Figure 2. Mutation A485P reduces expression and activity of the TOP2B protein and impairs early B cell development.

(A) Western blots showing expression of the TOP2B protein in primary dermal fibroblasts, induced pluripotent stem cells (iPSCs) dedifferentiated from dermal fibroblasts and T cell blasts derived from PBMC. Patients: A is III.1 in family A; B is IV.1 in family B. Fold change of band densitometry is shown. (B) Relaxation of negatively-supercoiled DNA by the purified recombinant TOP2B^WT and TOP2B^A485P proteins. (C) Decatenation of kinetoplast DNA by the purified recombinant TOP2B^WT and TOP2B^A485P proteins. (D) Decatenation of kinetoplast DNA by nuclear extracts from T cell blasts. (E, F) Decatenation of kinetoplast DNA by nuclear extracts from wild-type HEK-293 cells (E) or TOP2B-knockout HEK-293 cell (F), untransfected or transfected with plasmids encoding TOP2B^WT and TOP2B^A485P. P-values were calculated using two-tailed (E) and one-tailed (F) paired t-tests.
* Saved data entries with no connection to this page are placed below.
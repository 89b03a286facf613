//! Crate prelude.

// The actual prelude.
pub use crate::{
    bitvector::BitVectorSet,
    cardinality::Cardinality,
    error::SetError,
    extensional::ExtensionalSet,
    intensional::IntensionalSet,
    mapped::MappedSet,
    power::{PowerSetView, MAX_POWER_SET_LEN},
    set::MathSet,
    universal::{
        complexes, extended_reals, imaginaries, integers, irrationals, naturals, rationals, reals,
        Complex, ExtendedReal, Imaginary, Irrational, Rational, Real,
    },
    view::{IntersectionView, UnionView},
    BoxIter, Element, SetRepr,
};

// Convenient imports within the crate.
pub(crate) use crate::{
    view::{Dedup, Interleave},
    SmallVec,
};
pub(crate) use bitvec::prelude::*;
pub(crate) use derive_more::IntoIterator;
pub(crate) use std::{
    collections::HashSet,
    fmt::{Debug, Display, Formatter, Result as FmtResult, Write},
    hash::{Hash, Hasher},
    sync::{Arc, OnceLock},
};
Graphs show averages ± SD. * P < 0.05, ** P < 0.01, *** P < 0.001. (G) Bone marrow immunophenotyping of the BILU patient and a healthy unrelated control showing pro-B (i), pre-B (ii), immature B (iii) and mature B (iv) cells. (H) B cell development stages; red X shows defect in the BILU patients. HSC - hematopoietic stem cell, CLP - common lymphoid progenitor.